The S&P/TSX Composite Index was down 101 points in late-morning trading on March 15. North American markets are still battling volatility as the world wrestles with what is turning into the most serious geopolitical crisis of this century. However, oil prices have softened as recent reports indicate that negotiations between Russia and Ukraine may be nearing a breakthrough. This has throttled Canada’s energy sector to kick off this week. Today, I want to look at three cheap stocks to target in this market pullback. Let’s jump in.
Here’s a real estate stock to buy on the dip
FirstService (TSX:FSV)(NASDAQ:FSV) is a Toronto-based company that provides residential property management and other property services to residential and commercial customers in the United States and Canada. Shares of this cheap stock have plunged 29% in 2022 as of late-morning trading on March 15. This has pushed the stock into negative territory in the year-over-year period.

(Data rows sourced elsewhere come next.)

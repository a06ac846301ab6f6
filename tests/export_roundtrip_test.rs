use std::sync::Arc;

use fueltui::export::write_csv;
use fueltui::filter::{self, FilterCriteria};
use fueltui::loader::RefuelTable;
use polars::prelude::*;

fn read_csv(path: &std::path::Path) -> DataFrame {
    let pl_path = PlPath::Local(Arc::from(path));
    LazyCsvReader::new(pl_path).finish().unwrap().collect().unwrap()
}

#[test]
fn exported_filtered_set_round_trips() {
    let df = df!(
        "vehiculo" => &["A1", "A1", "B2"],
        "fecha" => &["2024-01-01", "2024-02-01", "2024-01-15"],
        "tipo_combustible" => &["diesel", "diesel", "petrol"],
        "repostado" => &[40.0_f64, 38.0, 30.0],
        "direccion" => &["Calle Mayor 1", "Calle Mayor 1", "Av. Sol 9"],
    )
    .unwrap();
    let table = RefuelTable::from_dataframe(df).unwrap();
    let criteria = FilterCriteria {
        fuel_types: vec!["diesel".to_string()],
        ..Default::default()
    };
    let outcome = filter::apply(&table, &criteria).unwrap();

    let dir = tempfile::tempdir().unwrap();
    let path = dir.path().join("filtered.csv");
    let mut filtered = outcome.filtered.clone();
    write_csv(&mut filtered, &path).unwrap();

    let read_back = read_csv(&path);
    assert_eq!(read_back.height(), outcome.filtered.height());

    // All normalized column names survive the export.
    let names: Vec<String> = read_back
        .get_column_names()
        .iter()
        .map(|s| s.to_string())
        .collect();
    assert_eq!(
        names,
        vec!["vehiculo", "fecha", "tipo_combustible", "repostado", "direccion"]
    );

    let vehicles = read_back.column("vehiculo").unwrap();
    let vehicles = vehicles.str().unwrap();
    assert_eq!(vehicles.get(0), Some("A1"));
    assert_eq!(vehicles.get(1), Some("A1"));

    let refueled = read_back.column("repostado").unwrap();
    let refueled = refueled.cast(&DataType::Float64).unwrap();
    let refueled = refueled.f64().unwrap();
    assert_eq!(refueled.get(0), Some(40.0));
    assert_eq!(refueled.get(1), Some(38.0));
}

#[test]
fn reloading_the_export_preserves_row_count_and_values() {
    let df = df!(
        "vehiculo" => &["A1", "B2"],
        "fecha" => &["2024-01-01", "2024-01-15"],
        "repostado" => &[40.0_f64, 30.0],
    )
    .unwrap();
    let table = RefuelTable::from_dataframe(df).unwrap();
    let outcome = filter::apply(&table, &FilterCriteria::default()).unwrap();

    let dir = tempfile::tempdir().unwrap();
    let path = dir.path().join("all.csv");
    let mut filtered = outcome.filtered.clone();
    write_csv(&mut filtered, &path).unwrap();

    // Re-ingest through the same cleaning path the loader applies.
    let reloaded = RefuelTable::from_dataframe(read_csv(&path)).unwrap();
    assert_eq!(reloaded.height(), table.height());
    let reread = filter::apply(&reloaded, &FilterCriteria::default()).unwrap();
    assert_eq!(reread.summary.len(), outcome.summary.len());
    for (a, b) in reread.summary.iter().zip(&outcome.summary) {
        assert_eq!(a.vehicle, b.vehicle);
        assert_eq!(a.refuel_count, b.refuel_count);
    }
}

The company released its fourth-quarter and full-year 2021 earnings on February 15. Revenues were reported at $856 million — up from $775 million in the previous year. Meanwhile, adjusted EBITDA rose to $83.5 million compared to $79.9 million in the fourth quarter of 2020. For the full year, revenue delivered 17% growth and adjusted EBITDA jumped 15% year over year to $327 million.
Shares of this cheap stock last had an RSI of 28, which puts FirstService in technically oversold territory. I’m looking to snag FirstService, which is still poised for strong long-term growth, in the middle of this market pullback.
This cheap stock is still on track for big growth
Cargojet (TSX:CJT) is a Mississauga-based company that provides time-sensitive overnight air cargo services. I’d suggested that investors snatch up this growth stock at a discount back in the summer of 2021. This cheap stock has plunged 6% in 2022. Its shares are now down 13% in the year-over-year period.
Investors got to see the company’s final batch of 2021 results on March 7, 2022. Cargojet posted profit of $102 million in Q4 2021, while revenue rose 26% from the prior year. Revenues were reported at $757 million for the full year — up from $668 million from 2020. Meanwhile, earnings rose to $167 million, or $9.51 per diluted share, compared to $87.8 million, or $5.63 per diluted share, in the previous year.
This cheap stock possesses an RSI of 28. That puts Cargojet in oversold levels at the time of this writing. Investors should look to snatch up this promising growth stock as they wrestle with this market pullback.
One more cheap stock to buy in this market pullback
ATS Automation (TSX:ATA) is the third cheap stock I’d look to snatch up as we close the book on the winter season. This Cambridge-based company provides automation solutions to a worldwide client base. Shares of this cheap stock have declined 16% in 2022. The stock is still up 53% year over year.
The company unveiled its third-quarter fiscal 2022 earnings on February 2. It posted revenue growth of 47% to $546 million. Meanwhile, adjusted EBITDA rose to $83.5 million compared to $53.1 million in the third quarter of fiscal 2021.
Shares of this cheap stock are trading in favourable territory relative to its industry peers. It last had an RSI of 35, putting it just outside technically oversold levels. This is a growth stock that is well worth buying in this market pullback today.